By the time she'd been rushed to the hospital by Will, she'd gotten splotches on her body and her nose started to bleed.

She had been diagnosed with some strain of hemorrhagic fever related to Ebola. Will had stayed with her from what she'd remembered as much as they'd let him and she vaguely remembered drifting away to what she thought was death.

Then she'd woken up and seen an unshaven Will still sitting there holding her hand and she'd been very weak but feeling better.

How could that be, she'd asked when she asked Will about it while recovering at the hospital and then later at home. The strain she'd contracted was considered nearly 100% fatal and yet she survived it. He'd never really answered her just said that he'd prayed for her a lot but he'd never struck her as being all that religious.

The images of what it'd been like to be deathly ill floated in her head, unable to be held fast before drifting off again.

Suddenly she felt something shaking her. She opened her eyes and saw the ape named Kara looking down at her. Caroline sighed, what?

Kara sighed back that Caesar want, see her.

Caroline got up on her feet, not an easy task these days since she'd gotten to the end of her pregnancy. She put a hand on her abdomen as she reached for something to help her stand while Kara watched. The bonobo loved to touch her abdomen and she did so after Caroline had stood up.

"Baby big?"

Caroline nodded, it certainly felt that way. She'd be going into labor any day now and that unnerved her. She didn't know what she'd do without Ruth or Glenn or anyone who could help her. She'd be on her own given that the apes themselves had little experience with human babies let alone childbirth. She went into the other room and saw Caesar eating fruit that Alisa had brought him.

Alisa looked more pregnant but still had a ways to go before birthing her own baby. Caesar doted on her and Caroline smiled wistfully. She missed Will so much since he'd died but even more so as the reality of having a living reminder of him hit her harder. She wished so much he could be here with her to meet his son or daughter.
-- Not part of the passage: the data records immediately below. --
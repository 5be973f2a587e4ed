//! Server-side API backend and business logic.
//!
//! The backend uses Axum as the web framework and SeaORM over SQLite for storage.
//!
//! # Architecture
//!
//! - **Controller Layer** (`controller/`) - HTTP handlers, access control and DTO conversion
//! - **Service Layer** (`service/`) - Business rules and external integrations
//! - **Data Layer** (`data/`) - Database operations and query building
//! - **Model Layer** (`model/`) - Domain models and operation-specific parameter types
//! - **Error Layer** (`error/`) - Application error types and HTTP response mapping
//! - **Middleware** (`middleware/`) - Bearer-token authentication guard
//!
//! # Infrastructure
//!
//! - **Configuration** (`config`) - Environment-based application configuration
//! - **State** (`state`) - Shared application state (DB, HTTP client, token service, integrations)
//! - **Startup** (`startup`) - Database, HTTP client, admin seeding and optional integrations
//! - **Router** (`router`) - Route table, CORS, tracing and API documentation
//! - **Collection** (`collection`) - Shared list query model: filters, sorting and pagination

pub mod collection;
pub mod config;
pub mod controller;
pub mod data;
pub mod error;
pub mod middleware;
pub mod model;
pub mod router;
pub mod service;
pub mod startup;
pub mod state;
pub mod util;
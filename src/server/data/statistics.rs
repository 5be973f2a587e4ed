use sea_orm::{DatabaseConnection, DbErr, EntityTrait, PaginatorTrait};

use crate::server::model::statistics::Counts;

pub struct StatisticsRepository<'a> {
    db: &'a DatabaseConnection,
}

impl<'a> StatisticsRepository<'a> {
    pub fn new(db: &'a DatabaseConnection) -> Self {
        Self { db }
    }

    /// Counts the rows of every top-level table.
    pub async fn counts(&self) -> Result<Counts, DbErr> {
        Ok(Counts {
            users: entity::prelude::User::find().count(self.db).await?,
            categories: entity::prelude::Category::find().count(self.db).await?,
            books: entity::prelude::Book::find().count(self.db).await?,
            chapters: entity::prelude::Chapter::find().count(self.db).await?,
            episodes: entity::prelude::Episode::find().count(self.db).await?,
        })
    }
}
//! Application state shared across all request handlers.
//!
//! Built once during startup and cloned into each handler through Axum's state extraction.
//! Optional integrations are `None` when their credentials are not configured; handlers that
//! need them answer 503.

use std::sync::Arc;

use sea_orm::DatabaseConnection;

use crate::server::service::{
    auth::token::TokenService, iap::google_play::GooglePlayDatasource, mail::Mailer,
    transcription::Transcriber,
};

/// Application state containing shared resources and dependencies.
///
/// All fields are cheap to clone:
/// - `DatabaseConnection` is a connection pool (clones share the pool)
/// - `reqwest::Client` uses an `Arc` internally
/// - Services are behind `Arc`
#[derive(Clone)]
pub struct AppState {
    /// Database connection pool for accessing persistent storage.
    pub db: DatabaseConnection,

    /// HTTP client for outgoing API requests. Redirects are disabled.
    pub http_client: reqwest::Client,

    /// Signs and verifies access and refresh tokens.
    pub tokens: Arc<TokenService>,

    /// Delivers password-reset codes.
    pub mailer: Arc<dyn Mailer>,

    /// Speech-to-text provider, when `ASSEMBLYAI_API_KEY` is set.
    pub transcriber: Option<Arc<dyn Transcriber>>,

    /// Google Play Developer API, when service-account credentials are set.
    pub play_store: Option<Arc<dyn GooglePlayDatasource>>,
}

impl AppState {
    pub fn new(
        db: DatabaseConnection,
        http_client: reqwest::Client,
        tokens: TokenService,
        mailer: Arc<dyn Mailer>,
    ) -> Self {
        Self {
            db,
            http_client,
            tokens: Arc::new(tokens),
            mailer,
            transcriber: None,
            play_store: None,
        }
    }

    pub fn with_transcriber(mut self, transcriber: Arc<dyn Transcriber>) -> Self {
        self.transcriber = Some(transcriber);
        self
    }

    pub fn with_play_store(mut self, play_store: Arc<dyn GooglePlayDatasource>) -> Self {
        self.play_store = Some(play_store);
        self
    }
}
use super::*;

/// Tests the token is taken from a well-formed bearer header.
#[test]
fn extracts_bearer_token() {
    let headers = headers_with("Bearer abc.def.ghi");

    assert_eq!(bearer_token(&headers).unwrap(), "abc.def.ghi");
}

/// Tests missing, empty and non-bearer headers are all treated as missing.
#[test]
fn rejects_missing_or_malformed_header() {
    assert!(matches!(
        bearer_token(&HeaderMap::new()),
        Err(AuthError::MissingToken)
    ));
    assert!(matches!(
        bearer_token(&headers_with("Bearer ")),
        Err(AuthError::MissingToken)
    ));
    assert!(matches!(
        bearer_token(&headers_with("Basic dXNlcjpwYXNz")),
        Err(AuthError::MissingToken)
    ));
}
use sea_orm::{sea_query::TableCreateStatement, ConnectionTrait, Database, DatabaseConnection};

use crate::error::TestError;

/// Test environment holding an in-memory SQLite connection.
///
/// The connection is opened lazily on first use and lives as long as the context.
pub struct TestContext {
    pub db: Option<DatabaseConnection>,
}

impl Default for TestContext {
    fn default() -> Self {
        Self::new()
    }
}

impl TestContext {
    pub fn new() -> Self {
        Self { db: None }
    }

    /// Gets or opens the in-memory SQLite database connection.
    ///
    /// # Returns
    /// - `Ok(&DatabaseConnection)` - Reference to the database connection
    /// - `Err(TestError::Database)` - Failed to connect to in-memory SQLite database
    pub async fn database(&mut self) -> Result<&DatabaseConnection, TestError> {
        match self.db {
            Some(ref db) => Ok(db),
            None => {
                let db = Database::connect("sqlite::memory:").await?;

                let db_ref = self.db.insert(db);

                Ok(&*db_ref)
            }
        }
    }

    /// Executes the CREATE TABLE statements in order.
    pub async fn with_tables(&mut self, stmts: Vec<TableCreateStatement>) -> Result<(), TestError> {
        let db = self.database().await?;

        for stmt in stmts {
            db.execute(&stmt).await?;
        }

        Ok(())
    }
}
use chrono::Utc;
use sea_orm::{ActiveModelTrait, ActiveValue, DatabaseConnection, DbErr};

use crate::factory::helpers::next_id;

/// Factory for creating user entities.
///
/// The stored password is taken verbatim; pass a real hash when a test signs in.
pub struct UserFactory<'a> {
    db: &'a DatabaseConnection,
    name: String,
    email: String,
    password: String,
    admin: bool,
}

impl<'a> UserFactory<'a> {
    /// Defaults: `"User {id}"`, `"user{id}@example.com"`, a placeholder password, role `user`.
    pub fn new(db: &'a DatabaseConnection) -> Self {
        let id = next_id();
        Self {
            db,
            name: format!("User {}", id),
            email: format!("user{}@example.com", id),
            password: "not-a-hash".to_string(),
            admin: false,
        }
    }

    pub fn name(mut self, name: impl Into<String>) -> Self {
        self.name = name.into();
        self
    }

    pub fn email(mut self, email: impl Into<String>) -> Self {
        self.email = email.into();
        self
    }

    pub fn password(mut self, password: impl Into<String>) -> Self {
        self.password = password.into();
        self
    }

    pub fn admin(mut self, admin: bool) -> Self {
        self.admin = admin;
        self
    }

    pub async fn build(self) -> Result<entity::user::Model, DbErr> {
        entity::user::ActiveModel {
            name: ActiveValue::Set(self.name),
            email: ActiveValue::Set(self.email),
            password: ActiveValue::Set(self.password),
            role: ActiveValue::Set(if self.admin { "admin" } else { "user" }.to_string()),
            date_of_birth: ActiveValue::Set(None),
            gender: ActiveValue::Set(None),
            address: ActiveValue::Set(None),
            phone_number: ActiveValue::Set(None),
            refresh_token: ActiveValue::Set(None),
            reset_token: ActiveValue::Set(None),
            reset_token_expires_at: ActiveValue::Set(None),
            created_at: ActiveValue::Set(Utc::now()),
            ..Default::default()
        }
        .insert(self.db)
        .await
    }
}

/// Creates a regular user with default values.
pub async fn create_user(db: &DatabaseConnection) -> Result<entity::user::Model, DbErr> {
    UserFactory::new(db).build().await
}

#[cfg(test)]
mod tests {
    use super::*;
    use crate::builder::TestBuilder;
    use entity::prelude::*;

    #[tokio::test]
    async fn creates_user_with_defaults() -> Result<(), DbErr> {
        let test = TestBuilder::new().with_table(User).build().await.unwrap();
        let db = test.db.as_ref().unwrap();

        let user = create_user(db).await?;

        assert!(user.email.ends_with("@example.com"));
        assert_eq!(user.role, "user");

        Ok(())
    }

    #[tokio::test]
    async fn creates_multiple_unique_users() -> Result<(), DbErr> {
        let test = TestBuilder::new().with_table(User).build().await.unwrap();
        let db = test.db.as_ref().unwrap();

        let user1 = create_user(db).await?;
        let user2 = UserFactory::new(db).admin(true).build().await?;

        assert_ne!(user1.email, user2.email);
        assert_eq!(user2.role, "admin");

        Ok(())
    }
}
But he'd been gone for nearly nine months now.

Caesar gestured at her to come closer to where he sat near his bag and then he reached to pull something out of it.

"What," she signed and he pulled out what looked like a locket attached to a chain.

Her eyes widened when she saw it.

"How? Where?"

After all, it had been in Will's possession because she had given it to him to get the clasp fixed. He'd put it off but when she looked at it after Caesar gave it to her, she saw that he had done that.

Her throat tightened.

She knew it would have been one of his final acts in his life. He'd done it before the world around them had gone crazy. She opened it up and saw the photo of Charles and Will together back when Will had been a little boy. Another older dark haired boy that she knew to have been his older brother who had died sat next to Will.

The other was the three of them, Will, her and Caesar back when he'd been younger. It'd been like a family portrait. She started to hand it back to him.

"No…"

She blinked her eyes at his guttural speech.

"You…"

She shouldn't be surprise she supposed but she guessed he felt more comfortable signing than speaking.

"Yours…"

Meaning that the locket was for her to keep, as it had been before all this had happened… So she undid the clasp and put it around her neck where it belonged. She fingered it, her eyes stinging from unshed tears for the past and sighed "thank you" to Caesar.

She had gotten another piece of her life back.